The room and its furnishings “are tired” just like the people. As Hansberry continues her description of the room, she pointedly declares that “[w]eariness has in fact, won in this room.” In order for these conditions to change, Mr. Younger had to die. The insurance policy created the possibility for the family to live in a house of their own. As some critics have pointed out, it’s hard to view this move optimistically when you recognize the lack of security the family has with keeping up the mortgage; when people in the community don’t want you there. Lack of hospitality during this time was no minor issue. For example, though Martin Luther King, Jr. did not start hosting serious protests in Chicago until the mid-1960s, this photograph of him is supposed to be of him being protected by supporters after being hit with a rock during a protest of housing segregation:

It is very difficult for me to distinguish support from aggression here (it reminds me of Stanley Foreman’s Pulitzer Prize winning photograph, “The Soiling of Old Glory” in this regard. In Foreman’s photograph of a busing protest in Boston, the white man holding the black man’s arms claims that he was trying to help the black man get out of the way from the white teen attempting to spear him with the American Flag). For the Youngers, moving into a white neighborhood wouldn’t merely mean they would be shunned, but the consequences could have been significant enough to count as lethal.

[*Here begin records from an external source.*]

//! Contour extraction by marching squares
//!
//! Traces the boundary between set and unset pixels of a binary mask as
//! sub-pixel polylines. Every 2 x 2 window of pixels forms a cell; the
//! crossing point on a cell edge is placed by linear interpolation of
//! the corner values against the iso level. Segments are linked through
//! the identity of the cell edge they end on, so chains never break on
//! floating point noise.

use std::collections::HashMap;

use viridia_core::raster::Raster;
use viridia_core::{Algorithm, Error, Result};

/// Default iso level. Values near 1 hug the set region, values near 0
/// hug the unset one.
pub const DEFAULT_ISO_LEVEL: f64 = 0.8;

/// A traced contour in fractional (row, col) pixel coordinates, where
/// an integer coordinate is a pixel center.
///
/// A closed contour repeats its first point as its last; a contour that
/// runs into the grid border stays open.
#[derive(Debug, Clone, PartialEq)]
pub struct Contour {
    /// Crossing points in traversal order
    pub points: Vec<(f64, f64)>,
}

impl Contour {
    pub fn is_closed(&self) -> bool {
        self.points.len() > 2 && self.points.first() == self.points.last()
    }

    pub fn len(&self) -> usize {
        self.points.len()
    }

    pub fn is_empty(&self) -> bool {
        self.points.is_empty()
    }
}

/// Parameters for contour tracing
#[derive(Debug, Clone)]
pub struct TraceParams {
    /// Iso level, strictly between 0 and 1
    pub level: f64,
}

impl Default for TraceParams {
    fn default() -> Self {
        Self {
            level: DEFAULT_ISO_LEVEL,
        }
    }
}

/// Contour tracing algorithm
#[derive(Debug, Clone, Default)]
pub struct ContourTracer;

impl Algorithm for ContourTracer {
    type Input = Raster<u8>;
    type Output = Vec<Contour>;
    type Params = TraceParams;
    type Error = Error;

    fn name(&self) -> &'static str {
        "ContourTracer"
    }

    fn description(&self) -> &'static str {
        "Trace mask boundaries as sub-pixel contour polylines"
    }

    fn execute(&self, input: Self::Input, params: Self::Params) -> Result<Self::Output> {
        trace_contours(&input, &params)
    }
}

/// Identity of a cell edge in the pixel grid.
///
/// `H(r, c)` runs between pixels (r, c) and (r, c + 1); `V(r, c)` runs
/// between (r, c) and (r + 1, c). Two cells sharing an edge agree on
/// its key, which is what links their segments.
#[derive(Debug, Clone, Copy, PartialEq, Eq, Hash)]
enum EdgeKey {
    H(usize, usize),
    V(usize, usize),
}

/// Trace all contours of a binary mask at the given iso level.
///
/// A mask without any 0/1 transition, a fully set or fully unset mask
/// included, yields an empty list rather than an error. Grids smaller
/// than 2 x 2 have no cells and also yield an empty list.
pub fn trace_contours(mask: &Raster<u8>, params: &TraceParams) -> Result<Vec<Contour>> {
    if !(params.level > 0.0 && params.level < 1.0) {
        return Err(Error::InvalidParameter {
            name: "level",
            value: params.level.to_string(),
            reason: "iso level must lie strictly between 0 and 1".to_string(),
        });
    }

    let (rows, cols) = mask.shape();
    if rows < 2 || cols < 2 {
        return Ok(Vec::new());
    }

    let mut segments: Vec<(EdgeKey, EdgeKey)> = Vec::new();
    for r in 0..rows - 1 {
        for c in 0..cols - 1 {
            let tl = corner(mask, r, c);
            let tr = corner(mask, r, c + 1);
            let bl = corner(mask, r + 1, c);
            let br = corner(mask, r + 1, c + 1);

            let mut case = 0u8;
            if tl >= params.level {
                case |= 1;
            }
            if tr >= params.level {
                case |= 2;
            }
            if br >= params.level {
                case |= 4;
            }
            if bl >= params.level {
                case |= 8;
            }

            for pair in cell_edges(case, r, c).into_iter().flatten() {
                segments.push(pair);
            }
        }
    }

    if segments.is_empty() {
        return Ok(Vec::new());
    }

    let mut incident: HashMap<EdgeKey, Vec<usize>> = HashMap::new();
    for (i, (a, b)) in segments.iter().enumerate() {
        incident.entry(*a).or_default().push(i);
        incident.entry(*b).or_default().push(i);
    }

    let mut used = vec![false; segments.len()];
    let mut contours = Vec::new();

    // Open chains start at an edge only one segment touches
    for i in 0..segments.len() {
        if used[i] {
            continue;
        }
        let (a, b) = segments[i];
        let start = if incident[&a].len() == 1 {
            a
        } else if incident[&b].len() == 1 {
            b
        } else {
            continue;
        };
        contours.push(walk(start, &segments, &incident, &mut used, mask, params.level));
    }

    // Whatever remains belongs to closed loops
    for i in 0..segments.len() {
        if !used[i] {
            contours.push(walk(
                segments[i].0,
                &segments,
                &incident,
                &mut used,
                mask,
                params.level,
            ));
        }
    }

    Ok(contours)
}

/// Follow linked segments from `start` until the chain ends or returns
/// to its starting edge, collecting crossing points along the way.
fn walk(
    start: EdgeKey,
    segments: &[(EdgeKey, EdgeKey)],
    incident: &HashMap<EdgeKey, Vec<usize>>,
    used: &mut [bool],
    mask: &Raster<u8>,
    level: f64,
) -> Contour {
    let mut points = vec![edge_point(mask, level, start)];
    let mut current = start;

    loop {
        let Some(&i) = incident[&current].iter().find(|&&i| !used[i]) else {
            break;
        };
        used[i] = true;

        let (a, b) = segments[i];
        current = if a == current { b } else { a };
        points.push(edge_point(mask, level, current));

        if current == start {
            break;
        }
    }

    Contour { points }
}

/// Marching squares lookup: which edge pairs the contour connects for a
/// given corner configuration. Cases 5 and 10 are saddles and emit two
/// separate segments.
fn cell_edges(case: u8, r: usize, c: usize) -> [Option<(EdgeKey, EdgeKey)>; 2] {
    let top = EdgeKey::H(r, c);
    let bottom = EdgeKey::H(r + 1, c);
    let left = EdgeKey::V(r, c);
    let right = EdgeKey::V(r, c + 1);

    match case {
        0 | 15 => [None, None],
        1 | 14 => [Some((left, top)), None],
        2 | 13 => [Some((top, right)), None],
        3 | 12 => [Some((left, right)), None],
        4 | 11 => [Some((right, bottom)), None],
        5 => [Some((left, top)), Some((right, bottom))],
        6 | 9 => [Some((top, bottom)), None],
        7 | 8 => [Some((left, bottom)), None],
        10 => [Some((top, right)), Some((left, bottom))],
        _ => [None, None],
    }
}

/// Sub-pixel crossing point on a cell edge
fn edge_point(mask: &Raster<u8>, level: f64, edge: EdgeKey) -> (f64, f64) {
    match edge {
        EdgeKey::H(r, c) => {
            let t = crossing(corner(mask, r, c), corner(mask, r, c + 1), level);
            (r as f64, c as f64 + t)
        }
        EdgeKey::V(r, c) => {
            let t = crossing(corner(mask, r, c), corner(mask, r + 1, c), level);
            (r as f64 + t, c as f64)
        }
    }
}

/// Linear interpolation of the level between two corner values
fn crossing(v1: f64, v2: f64, level: f64) -> f64 {
    if (v2 - v1).abs() < 1e-12 {
        return 0.5;
    }
    ((level - v1) / (v2 - v1)).clamp(0.0, 1.0)
}

fn corner(mask: &Raster<u8>, r: usize, c: usize) -> f64 {
    if mask.data()[[r, c]] != 0 {
        1.0
    } else {
        0.0
    }
}

#[cfg(test)]
mod tests {
    use super::*;

    fn has_point(contour: &Contour, expected: (f64, f64)) -> bool {
        contour
            .points
            .iter()
            .any(|p| (p.0 - expected.0).abs() < 1e-9 && (p.1 - expected.1).abs() < 1e-9)
    }

    #[test]
    fn test_empty_mask_yields_no_contours() {
        let mask: Raster<u8> = Raster::new(5, 5);
        let contours = trace_contours(&mask, &TraceParams::default()).unwrap();
        assert!(contours.is_empty());
    }

    #[test]
    fn test_full_mask_yields_no_contours() {
        let mask: Raster<u8> = Raster::filled(5, 5, 1);
        let contours = trace_contours(&mask, &TraceParams::default()).unwrap();
        assert!(contours.is_empty(), "no transition means no contour");
    }

    #[test]
    fn test_degenerate_grid() {
        let mut mask: Raster<u8> = Raster::new(1, 5);
        mask.set(0, 2, 1).unwrap();
        let contours = trace_contours(&mask, &TraceParams::default()).unwrap();
        assert!(contours.is_empty());
    }

    #[test]
    fn test_level_must_be_within_unit_interval() {
        let mask: Raster<u8> = Raster::new(4, 4);
        for level in [0.0, 1.0, -0.3, 1.5, f64::NAN] {
            assert!(
                trace_contours(&mask, &TraceParams { level }).is_err(),
                "level {} should be rejected",
                level
            );
        }
    }

    #[test]
    fn test_single_pixel_diamond() {
        let mut mask: Raster<u8> = Raster::new(5, 5);
        mask.set(2, 2, 1).unwrap();

        let contours = trace_contours(&mask, &TraceParams::default()).unwrap();
        assert_eq!(contours.len(), 1);

        let contour = &contours[0];
        assert!(contour.is_closed(), "interior blob must close");
        assert_eq!(contour.points.len(), 5, "diamond plus repeated start");

        // At level 0.8 the crossings sit 0.2 pixels outside the center
        for vertex in [(1.8, 2.0), (2.0, 1.8), (2.2, 2.0), (2.0, 2.2)] {
            assert!(
                has_point(contour, vertex),
                "vertex {:?} missing from {:?}",
                vertex,
                contour.points
            );
        }
    }

    #[test]
    fn test_level_shifts_crossing() {
        let mut mask: Raster<u8> = Raster::new(5, 5);
        mask.set(2, 2, 1).unwrap();

        let contours = trace_contours(&mask, &TraceParams { level: 0.5 }).unwrap();
        assert_eq!(contours.len(), 1);
        assert!(
            has_point(&contours[0], (1.5, 2.0)),
            "midway level places the crossing halfway between pixels"
        );
    }

    #[test]
    fn test_block_contour() {
        let mut mask: Raster<u8> = Raster::new(6, 6);
        for r in 2..4 {
            for c in 2..4 {
                mask.set(r, c, 1).unwrap();
            }
        }

        let contours = trace_contours(&mask, &TraceParams::default()).unwrap();
        assert_eq!(contours.len(), 1);
        assert!(contours[0].is_closed());
        assert_eq!(
            contours[0].points.len(),
            9,
            "octagon around a 2 x 2 block plus repeated start"
        );
    }

    #[test]
    fn test_two_blobs_trace_separately() {
        let mut mask: Raster<u8> = Raster::new(7, 7);
        mask.set(1, 1, 1).unwrap();
        mask.set(4, 4, 1).unwrap();

        let contours = trace_contours(&mask, &TraceParams::default()).unwrap();
        assert_eq!(contours.len(), 2);
        for contour in &contours {
            assert!(contour.is_closed());
            assert_eq!(contour.points.len(), 5);
        }
    }

    #[test]
    fn test_border_blob_stays_open() {
        let mut mask: Raster<u8> = Raster::new(4, 4);
        mask.set(0, 0, 1).unwrap();

        let contours = trace_contours(&mask, &TraceParams::default()).unwrap();
        assert_eq!(contours.len(), 1);
        assert!(!contours[0].is_closed());
        assert_eq!(contours[0].points.len(), 2);
    }

    #[test]
    fn test_saddle_cell_emits_two_chains() {
        let mut mask: Raster<u8> = Raster::new(2, 2);
        mask.set(0, 0, 1).unwrap();
        mask.set(1, 1, 1).unwrap();

        let contours = trace_contours(&mask, &TraceParams::default()).unwrap();
        assert_eq!(contours.len(), 2, "a saddle keeps opposite corners apart");
        for contour in &contours {
            assert_eq!(contour.points.len(), 2);
            assert!(!contour.is_closed());
        }
    }
}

What this 1959 play does for my thinking of empowerment campaigns today is that it exposes how perfunctory they all seem. Popular forms of empowerment hold out “hope” and “dreams” as though they’re promises. My grandfather used to say, “you don’t get nothin’ from sleep but a dream.” For him, dreams were too intangible to be meaningful or substantive. A message of empowerment from my grandfather’s perspective suggests that dreaming is not going to get you too much. I agree with him. A more meaningful expression of empowerment, I think, is not so much to tell young people to “hope” and “dream,” but to plan, to read, and to strategize in order to aid the realization of the life/world you want for yourself and others. Without well-thought-out plans, an imagination, and the substantive preparation for realizing your vision, the best you’d get is the shaky future awaiting the Youngers and thus a world where the only thing your “running” leads to is weary furniture and frustrated, tired residents.